THE PROBLEM | What lines in the following entries hold the word "SdkError"? Copy each one.

RECORD EXTRACTS |
use std::path::PathBuf;

use anyhow::{bail, Context};
use colored::Colorize;
use cwsave_sdk::{CwsaveConfig, Discovery, Roster, SdkError, SystemBrowser};
use serde_json::json;
use tracing::debug;

use crate::cli::*;

pub fn run_command(cli: Cli) -> anyhow::Result<()> {
    let config = match &cli.config {
        Some(path) => CwsaveConfig::from_toml_file(path)
            .with_context(|| format!("loading config {}", path.display()))?,
        None => CwsaveConfig::default(),
    };
    debug!(?config, "using search names");

    let browser = SystemBrowser::system(&config);
    match cli.command {
        Command::Locate => cmd_locate(&browser, cli.format),
        Command::List(args) => cmd_list(&browser, args, cli.format),
        Command::Show(args) => cmd_show(&browser, args, cli.format),
    }
}

fn cmd_locate(browser: &SystemBrowser, format: OutputFormat) -> anyhow::Result<()> {
    let resolution = browser.locate();
    if format == OutputFormat::Json {
        let value = match &resolution {
            Some(found) => json!({ "found": true, "candidate": found.candidate, "path": found.path }),
            None => json!({ "found": false, "browse_from": browser.browse_start_dir() }),
        };
        println!("{}", serde_json::to_string_pretty(&value)?);
        return Ok(());
    }

    match resolution {
        Some(found) => {
            println!("{} {}", "✓".green().bold(), found.path.display().to_string().bold());
            println!("  Found via: {}", found.candidate.to_string().cyan());
        }
        None => {
            println!("{} Save directory not found.", "✗".red().bold());
            print_browse_hint(browser);
        }
    }
    Ok(())
}

fn cmd_list(browser: &SystemBrowser, args: ListArgs, format: OutputFormat) -> anyhow::Result<()> {
    let (database, roster) = open_roster(browser, args.db)?;

    if format == OutputFormat::Json {
        let value = json!({ "database": database, "characters": roster });
        println!("{}", serde_json::to_string_pretty(&value)?);
        return Ok(());
    }

    println!("Characters in {}", database.display().to_string().bold());
    if roster.is_empty() {
        println!("  (none)");
    }
    for character in &roster {
        println!("  {} {}", format!("[{}]", character.index).yellow(), character);
    }
    Ok(())
}

fn cmd_show(browser: &SystemBrowser, args: ShowArgs, format: OutputFormat) -> anyhow::Result<()> {
    let (_, roster) = open_roster(browser, args.db)?;
    let Some(character) = roster.select(args.index) else {
        bail!(
            "no character at index {}; the database holds {}",
            args.index,
            roster.len()
        );
    };

    if format == OutputFormat::Json {
        println!("{}", serde_json::to_string_pretty(character)?);
        return Ok(());
    }

    println!("{}", character.name.bold());
    println!("  Class:          {}", character.class.to_string().cyan());
    println!("  Specialization: {}", character.specialization);
    println!("  Level:          {}", character.level);
    Ok(())
}

/// Load the roster from `--db`, or from the discovered save directory.
fn open_roster(browser: &SystemBrowser, db: Option<PathBuf>) -> anyhow::Result<(PathBuf, Roster)> {
    if let Some(path) = db {
        let roster = browser
            .load_database(&path)
            .map_err(|err| corrupted(&path.display().to_string(), err))?;
        return Ok((path, roster));
    }

    match browser.discover() {
        Ok(Discovery::Loaded { dir, roster }) => Ok((browser.database_path(&dir), roster)),
        Ok(Discovery::NoDatabase(dir)) => {
            bail!(
                "no character database at {}; pass --db to pick one",
                browser.database_path(&dir).display()
            )
        }
        Ok(Discovery::NotFound) => {
            print_browse_hint(browser);
            bail!("save directory not found; pass --db to pick a database")
        }
        Err(err) => Err(corrupted("the discovered database", err)),
    }
}

fn corrupted(what: &str, err: SdkError) -> anyhow::Error {
    if let Some(reason) = err.load_failure() {
        eprintln!("{}", "Database appears to be corrupted!".red().bold());
        eprintln!("  Reason: {}", reason.to_string().yellow());
    }
    anyhow::Error::new(err).context(format!("loading {what}"))
}

fn print_browse_hint(browser: &SystemBrowser) {
    if let Some(start) = browser.browse_start_dir() {
        println!("  Look for the character database under {}", start.display().to_string().dimmed());
    }
}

FINISHED TASK |
use cwsave_sdk::{CwsaveConfig, Discovery, Roster, SdkError, SystemBrowser};
fn corrupted(what: &str, err: SdkError) -> anyhow::Error {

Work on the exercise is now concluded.